» **INSTRUCTIONS FOR THE TASK**: The answer is to be an exact copy of the lines below running from the line with "fn sleep(&mut self, duration: Duration);" down to the line with "Region expressed as", both ends included, and nothing more.

===== TASK DATA =====

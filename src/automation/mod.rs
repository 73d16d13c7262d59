pub mod context;
pub mod detection;

#[cfg(test)]
pub mod fakes;
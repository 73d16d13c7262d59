use anyhow::Result;
use log::{error, info};

use crate::automation::context::AutomationContext;
use crate::core::control::RunPhase;
use crate::scenes::classifier::classify;
use crate::scenes::dispatcher::dispatch;
use crate::scenes::registry::{Registry, Scene};
use crate::settings::TimingSettings;

/// What one pass through the loop did.
#[derive(Debug, Clone, Copy, PartialEq, Eq)]
pub enum Tick {
    /// Paused or waiting on the operator; nothing was captured
    Idle(RunPhase),
    Cycle(Scene),
    Fault,
    Terminated,
}

/// Drives capture, classify, dispatch and pacing until quit.
pub struct RunController {
    registry: Registry,
    ctx: AutomationContext,
    timing: TimingSettings,
}

impl RunController {
    pub fn new(registry: Registry, ctx: AutomationContext, timing: TimingSettings) -> Self {
        Self { registry, ctx, timing }
    }

    pub fn run(&mut self) {
        info!("Run loop ready, waiting for the resume hotkey");
        while self.tick() != Tick::Terminated {}
        info!("Run loop stopped");
    }

    pub fn tick(&mut self) -> Tick {
        match self.ctx.control.phase() {
            RunPhase::Terminating => Tick::Terminated,
            phase @ (RunPhase::Paused | RunPhase::AwaitingIntervention) => {
                self.ctx.sleep(self.timing.idle_poll());
                Tick::Idle(phase)
            }
            RunPhase::Running => match self.run_cycle() {
                Ok(scene) => Tick::Cycle(scene),
                Err(e) => {
                    error!("Cycle failed: {:#}", e);
                    self.ctx.sleep(self.timing.fault_backoff());
                    Tick::Fault
                }
            },
        }
    }

    fn run_cycle(&mut self) -> Result<Scene> {
        let started = self.ctx.now();

        let scene = classify(&self.registry, &mut self.ctx);
        if scene != Scene::Unknown {
            dispatch(&self.registry, scene, &mut self.ctx)?;
        }

        let elapsed = self.ctx.now().duration_since(started);
        if let Some(rest) = self.timing.min_cycle().checked_sub(elapsed) {
            self.ctx.sleep(rest);
        }
        Ok(scene)
    }
}

#[cfg(test)]
mod tests {
    use super::*;
    use crate::automation::fakes::{InputEvent, Probe, Rig};
    use crate::scenes::registry::default_scenes;
    use std::time::Duration;

    const MAINLINE: u8 = 10;
    const INTER: u8 = 20;
    const PAUSE: u8 = 30;

    /// Controller over the default scene table with fake elements.
    fn controller() -> (RunController, Probe) {
        let mut rig = Rig::new((1920, 1080));
        let elements = vec![
            rig.element("mainline", MAINLINE, 0.7),
            rig.element("inter", INTER, 0.85),
            rig.element("pause", PAUSE, 0.8),
            rig.element("skip", 40, 0.7),
            rig.element("skipChat", 50, 0.8),
            rig.element("war", 60, 0.7),
            rig.element("exit", 70, 0.8),
            rig.element("confirm", 80, 0.7),
            rig.element("autoMove", 90, 0.8),
        ];
        let registry = Registry::new(elements, default_scenes()).unwrap();
        let Rig { ctx, probe } = rig;
        (RunController::new(registry, ctx, TimingSettings::default()), probe)
    }

    #[test]
    fn starts_paused_without_capturing() {
        let (mut controller, probe) = controller();

        assert_eq!(controller.tick(), Tick::Idle(RunPhase::Paused));
        assert_eq!(probe.capture_count(), 0);
        assert_eq!(probe.sleeps(), vec![Duration::from_millis(500)]);
    }

    #[test]
    fn unknown_scene_is_not_dispatched_but_still_paced() {
        let (mut controller, probe) = controller();
        probe.control.resume();

        assert_eq!(controller.tick(), Tick::Cycle(Scene::Unknown));
        assert_eq!(probe.capture_count(), 9);
        assert!(probe.input_events().is_empty());
        assert_eq!(probe.sleeps(), vec![Duration::from_millis(500)]);
    }

    #[test]
    fn mainline_without_interaction_clicks_once() {
        let (mut controller, probe) = controller();
        probe.set_hit(MAINLINE, 0.9, (1700, 30));
        probe.control.resume();

        assert_eq!(controller.tick(), Tick::Cycle(Scene::Mainline));
        assert_eq!(probe.input_events(), vec![InputEvent::Click(1704, 34)]);
        // the handler's own 2 s wait already covers the minimum period
        assert_eq!(probe.sleeps(), vec![Duration::from_secs(2)]);
    }

    #[test]
    fn mainline_with_interaction_presses_f() {
        let (mut controller, probe) = controller();
        probe.set_score(MAINLINE, 0.9);
        probe.set_score(INTER, 0.9);
        probe.control.resume();

        assert_eq!(controller.tick(), Tick::Cycle(Scene::Interaction));
        assert_eq!(probe.input_events(), vec![InputEvent::Key("f".to_string())]);
    }

    #[test]
    fn pause_scene_alerts_once_then_waits_for_resume() {
        let (mut controller, probe) = controller();
        probe.set_score(PAUSE, 0.95);
        probe.control.resume();

        assert_eq!(controller.tick(), Tick::Cycle(Scene::Pause));
        assert_eq!(probe.notifications().len(), 1);
        assert_eq!(probe.control.phase(), RunPhase::AwaitingIntervention);

        let captures = probe.capture_count();
        assert_eq!(controller.tick(), Tick::Idle(RunPhase::AwaitingIntervention));
        assert_eq!(controller.tick(), Tick::Idle(RunPhase::AwaitingIntervention));
        assert_eq!(probe.capture_count(), captures);
        assert_eq!(probe.notifications().len(), 1);

        probe.set_score(PAUSE, 0.1);
        probe.control.resume();
        assert_eq!(controller.tick(), Tick::Cycle(Scene::Unknown));
    }

    #[test]
    fn pause_hotkey_stops_capturing_until_resume() {
        let (mut controller, probe) = controller();
        probe.control.resume();
        controller.tick();
        let captures = probe.capture_count();

        probe.control.pause();
        assert_eq!(controller.tick(), Tick::Idle(RunPhase::Paused));
        assert_eq!(controller.tick(), Tick::Idle(RunPhase::Paused));
        assert_eq!(probe.capture_count(), captures);

        probe.control.resume();
        controller.tick();
        assert_eq!(probe.capture_count(), captures * 2);
    }

    #[test]
    fn handler_failure_backs_off_and_keeps_running() {
        let (mut controller, probe) = controller();
        probe.set_score(MAINLINE, 0.9);
        probe.fail_input(true);
        probe.control.resume();

        assert_eq!(controller.tick(), Tick::Fault);
        assert_eq!(probe.sleeps(), vec![Duration::from_secs(1)]);
        assert_eq!(probe.control.phase(), RunPhase::Running);

        probe.fail_input(false);
        assert_eq!(controller.tick(), Tick::Cycle(Scene::Mainline));
    }

    #[test]
    fn quit_ends_the_loop() {
        let (mut controller, probe) = controller();
        probe.control.resume();
        probe.control.quit();

        assert_eq!(controller.tick(), Tick::Terminated);
        controller.run();
        assert_eq!(probe.capture_count(), 0);
    }
}
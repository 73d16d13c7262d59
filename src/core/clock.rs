use std::thread;
use std::time::{Duration, Instant};

/// Time source for pacing and handler delays.
pub trait Clock {
    fn now(&self) -> Instant;
    fn sleep(&mut self, duration: Duration);
}

#[derive(Default)]
pub struct SystemClock;

impl Clock for SystemClock {
    fn now(&self) -> Instant {
        Instant::now()
    }

    fn sleep(&mut self, duration: Duration) {
        if !duration.is_zero() {
            thread::sleep(duration);
        }
    }
}
use serde::{Deserialize, Serialize};

/// Fraction of the region's own width/height added on every side.
pub const DEFAULT_REGION_MARGIN: f64 = 0.1;

/// Region expressed as fractions of the screen, `(x0, y0)` top-left and `(x1, y1)` bottom-right.
#[derive(Debug, Clone, Copy, PartialEq, Serialize, Deserialize)]
pub struct NormRect {
    pub x0: f64,
    pub y0: f64,
    pub x1: f64,
    pub y1: f64,
}

impl NormRect {
    pub const fn new(x0: f64, y0: f64, x1: f64, y1: f64) -> Self {
        Self { x0, y0, x1, y1 }
    }
}

/// Absolute pixel rectangle, right/bottom exclusive.
#[derive(Debug, Clone, Copy, PartialEq, Eq)]
pub struct PixelRect {
    pub left: u32,
    pub top: u32,
    pub right: u32,
    pub bottom: u32,
}

impl PixelRect {
    pub fn full(screen: (u32, u32)) -> Self {
        Self {
            left: 0,
            top: 0,
            right: screen.0,
            bottom: screen.1,
        }
    }

    pub fn width(&self) -> u32 {
        self.right.saturating_sub(self.left)
    }

    pub fn height(&self) -> u32 {
        self.bottom.saturating_sub(self.top)
    }
}

impl std::fmt::Display for PixelRect {
    fn fmt(&self, f: &mut std::fmt::Formatter<'_>) -> std::fmt::Result {
        write!(
            f,
            "({}, {})-({}, {})",
            self.left, self.top, self.right, self.bottom
        )
    }
}

fn clamp_axis(value: i64, max: u32) -> u32 {
    value.clamp(0, max as i64) as u32
}

/// Resolve a relative region into pixels for the given screen size.
///
/// Fractions are scaled and truncated, then the rectangle grows by `margin`
/// of its own extent on each side and is clamped to the screen. Inverted
/// input is not rejected; it comes out empty.
pub fn resolve_region(rel: &NormRect, screen: (u32, u32), margin: f64) -> PixelRect {
    let (w, h) = (screen.0 as f64, screen.1 as f64);

    let x0 = (rel.x0 * w) as i64;
    let y0 = (rel.y0 * h) as i64;
    let x1 = (rel.x1 * w) as i64;
    let y1 = (rel.y1 * h) as i64;

    let margin_x = ((x1 - x0) as f64 * margin) as i64;
    let margin_y = ((y1 - y0) as f64 * margin) as i64;

    PixelRect {
        left: clamp_axis(x0 - margin_x, screen.0),
        top: clamp_axis(y0 - margin_y, screen.1),
        right: clamp_axis(x1 + margin_x, screen.0),
        bottom: clamp_axis(y1 + margin_y, screen.1),
    }
}
use crate::core::control::ControlState;
use crate::settings::{HotkeyConfig, HotkeyKey, HotkeyModifiers, HotkeySettings};
use anyhow::{anyhow, Context, Result};
use global_hotkey::hotkey::{Code, HotKey, Modifiers};
use global_hotkey::{GlobalHotKeyEvent, GlobalHotKeyManager, HotKeyState};
use log::{debug, error, info};
use std::sync::mpsc;
use std::sync::Arc;
use std::thread::{self, JoinHandle};
use std::time::Duration;

/// What a registered hotkey does to the shared control state.
#[derive(Debug, Clone, Copy, PartialEq, Eq)]
pub enum HotkeyAction {
    Resume,
    Pause,
    Quit,
}

impl HotkeyAction {
    pub fn apply(self, control: &ControlState) {
        match self {
            HotkeyAction::Resume => control.resume(),
            HotkeyAction::Pause => control.pause(),
            HotkeyAction::Quit => control.quit(),
        }
    }
}

pub fn hotkey_label(config: &HotkeyConfig) -> String {
    let Some(key) = config.key else {
        return "Disabled".to_string();
    };

    let mut parts: Vec<&'static str> = Vec::new();
    if config.modifiers.ctrl {
        parts.push("Ctrl");
    }
    if config.modifiers.alt {
        parts.push("Alt");
    }
    if config.modifiers.shift {
        parts.push("Shift");
    }
    if config.modifiers.meta {
        parts.push("Meta");
    }
    parts.push(hotkey_key_label(key));
    parts.join("+")
}

pub fn hotkey_from_config(config: &HotkeyConfig) -> Option<HotKey> {
    let key = config.key?;
    let code = hotkey_key_to_code(key);
    let modifiers = hotkey_modifiers_to_code(config.modifiers);
    if modifiers.is_empty() {
        Some(HotKey::new(None, code))
    } else {
        Some(HotKey::new(Some(modifiers), code))
    }
}

fn hotkey_key_label(key: HotkeyKey) -> &'static str {
    match key {
        HotkeyKey::F1 => "F1",
        HotkeyKey::F2 => "F2",
        HotkeyKey::F3 => "F3",
        HotkeyKey::F4 => "F4",
        HotkeyKey::F5 => "F5",
        HotkeyKey::F6 => "F6",
        HotkeyKey::F7 => "F7",
        HotkeyKey::F8 => "F8",
        HotkeyKey::F9 => "F9",
        HotkeyKey::F10 => "F10",
        HotkeyKey::F11 => "F11",
        HotkeyKey::F12 => "F12",
        HotkeyKey::Escape => "Esc",
        HotkeyKey::Insert => "Insert",
        HotkeyKey::Delete => "Delete",
        HotkeyKey::Home => "Home",
        HotkeyKey::End => "End",
        HotkeyKey::PageUp => "Page Up",
        HotkeyKey::PageDown => "Page Down",
        HotkeyKey::Pause => "Pause",
    }
}

fn hotkey_key_to_code(key: HotkeyKey) -> Code {
    match key {
        HotkeyKey::F1 => Code::F1,
        HotkeyKey::F2 => Code::F2,
        HotkeyKey::F3 => Code::F3,
        HotkeyKey::F4 => Code::F4,
        HotkeyKey::F5 => Code::F5,
        HotkeyKey::F6 => Code::F6,
        HotkeyKey::F7 => Code::F7,
        HotkeyKey::F8 => Code::F8,
        HotkeyKey::F9 => Code::F9,
        HotkeyKey::F10 => Code::F10,
        HotkeyKey::F11 => Code::F11,
        HotkeyKey::F12 => Code::F12,
        HotkeyKey::Escape => Code::Escape,
        HotkeyKey::Insert => Code::Insert,
        HotkeyKey::Delete => Code::Delete,
        HotkeyKey::Home => Code::Home,
        HotkeyKey::End => Code::End,
        HotkeyKey::PageUp => Code::PageUp,
        HotkeyKey::PageDown => Code::PageDown,
        HotkeyKey::Pause => Code::Pause,
    }
}

fn hotkey_modifiers_to_code(modifiers: HotkeyModifiers) -> Modifiers {
    let mut mods = Modifiers::empty();
    if modifiers.ctrl {
        mods |= Modifiers::CONTROL;
    }
    if modifiers.alt {
        mods |= Modifiers::ALT;
    }
    if modifiers.shift {
        mods |= Modifiers::SHIFT;
    }
    if modifiers.meta {
        mods |= Modifiers::META;
    }
    mods
}

/// Pair each configured binding with its action, skipping disabled ones.
pub fn bindings(settings: &HotkeySettings) -> Vec<(HotKey, HotkeyAction)> {
    [
        (&settings.resume, HotkeyAction::Resume),
        (&settings.pause, HotkeyAction::Pause),
        (&settings.quit, HotkeyAction::Quit),
    ]
    .into_iter()
    .filter_map(|(config, action)| hotkey_from_config(config).map(|hotkey| (hotkey, action)))
    .collect()
}

/// Start the thread that owns the global hotkey registrations.
///
/// Returns once the hotkeys are registered (or registration failed). The
/// thread exits after the quit flag is set.
pub fn spawn_listener(settings: &HotkeySettings, control: Arc<ControlState>) -> Result<JoinHandle<()>> {
    let bindings = bindings(settings);
    if !bindings.iter().any(|(_, action)| *action == HotkeyAction::Quit) {
        return Err(anyhow!("A quit hotkey is required"));
    }
    let (ready_tx, ready_rx) = mpsc::channel::<Result<()>>();

    let handle = thread::Builder::new()
        .name("hotkeys".to_string())
        .spawn(move || {
            // The manager must live on the thread that receives its events
            let manager = match register_all(&bindings) {
                Ok(manager) => {
                    let _ = ready_tx.send(Ok(()));
                    manager
                }
                Err(e) => {
                    let _ = ready_tx.send(Err(e));
                    return;
                }
            };

            let receiver = GlobalHotKeyEvent::receiver();
            while !control.should_quit() {
                pump_messages();
                match receiver.recv_timeout(Duration::from_millis(50)) {
                    Ok(event) if event.state == HotKeyState::Pressed => {
                        if let Some((_, action)) = bindings.iter().find(|(hotkey, _)| hotkey.id() == event.id) {
                            debug!("Hotkey {:?} pressed", action);
                            action.apply(&control);
                        }
                    }
                    _ => {}
                }
            }

            for (hotkey, _) in &bindings {
                if let Err(e) = manager.unregister(*hotkey) {
                    error!("Failed to unregister hotkey: {}", e);
                }
            }
        })
        .context("Failed to spawn hotkey thread")?;

    ready_rx
        .recv()
        .context("Hotkey thread exited before registering")??;
    Ok(handle)
}

fn register_all(bindings: &[(HotKey, HotkeyAction)]) -> Result<GlobalHotKeyManager> {
    let manager = GlobalHotKeyManager::new().map_err(|e| anyhow!("Failed to create hotkey manager: {}", e))?;
    for (hotkey, action) in bindings {
        manager
            .register(*hotkey)
            .map_err(|e| anyhow!("Failed to register {:?} hotkey: {}", action, e))?;
    }
    info!("Registered {} global hotkeys", bindings.len());
    Ok(manager)
}

/// Hotkey events on Windows arrive through this thread's message queue.
#[cfg(windows)]
fn pump_messages() {
    use windows::Win32::Foundation::HWND;
    use windows::Win32::UI::WindowsAndMessaging::{DispatchMessageW, PeekMessageW, TranslateMessage, MSG, PM_REMOVE};

    unsafe {
        let mut msg = MSG::default();
        while PeekMessageW(&mut msg, HWND(0), 0, 0, PM_REMOVE).as_bool() {
            let _ = TranslateMessage(&msg);
            DispatchMessageW(&msg);
        }
    }
}

#[cfg(not(windows))]
fn pump_messages() {}

#[cfg(test)]
mod tests {
    use super::*;

    #[test]
    fn labels_include_modifiers() {
        let config = HotkeyConfig {
            key: Some(HotkeyKey::F9),
            modifiers: HotkeyModifiers {
                ctrl: true,
                shift: true,
                ..HotkeyModifiers::default()
            },
        };
        assert_eq!(hotkey_label(&config), "Ctrl+Shift+F9");
        assert_eq!(hotkey_label(&HotkeyConfig { key: None, modifiers: HotkeyModifiers::default() }), "Disabled");
    }

    #[test]
    fn disabled_bindings_are_skipped() {
        let mut settings = HotkeySettings::default();
        settings.pause.key = None;

        let actions: Vec<HotkeyAction> = bindings(&settings).into_iter().map(|(_, action)| action).collect();
        assert_eq!(actions, vec![HotkeyAction::Resume, HotkeyAction::Quit]);
    }

    #[test]
    fn default_bindings_are_distinct() {
        let bound = bindings(&HotkeySettings::default());
        assert_eq!(bound.len(), 3);
        assert_ne!(bound[0].0.id(), bound[1].0.id());
        assert_ne!(bound[1].0.id(), bound[2].0.id());
    }

    #[test]
    fn actions_drive_the_control_state() {
        let control = ControlState::new();
        HotkeyAction::Resume.apply(&control);
        assert!(control.is_running());
        HotkeyAction::Pause.apply(&control);
        assert!(!control.is_running());
        HotkeyAction::Quit.apply(&control);
        assert!(control.should_quit());
    }
}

=====

» **RESPONSE TO THE EXERCISE**:
    fn sleep(&mut self, duration: Duration);
}

#[derive(Default)]
pub struct SystemClock;

impl Clock for SystemClock {
    fn now(&self) -> Instant {
        Instant::now()
    }

    fn sleep(&mut self, duration: Duration) {
        if !duration.is_zero() {
            thread::sleep(duration);
        }
    }
}
use serde::{Deserialize, Serialize};

/// Fraction of the region's own width/height added on every side.
pub const DEFAULT_REGION_MARGIN: f64 = 0.1;

/// Region expressed as fractions of the screen, `(x0, y0)` top-left and `(x1, y1)` bottom-right.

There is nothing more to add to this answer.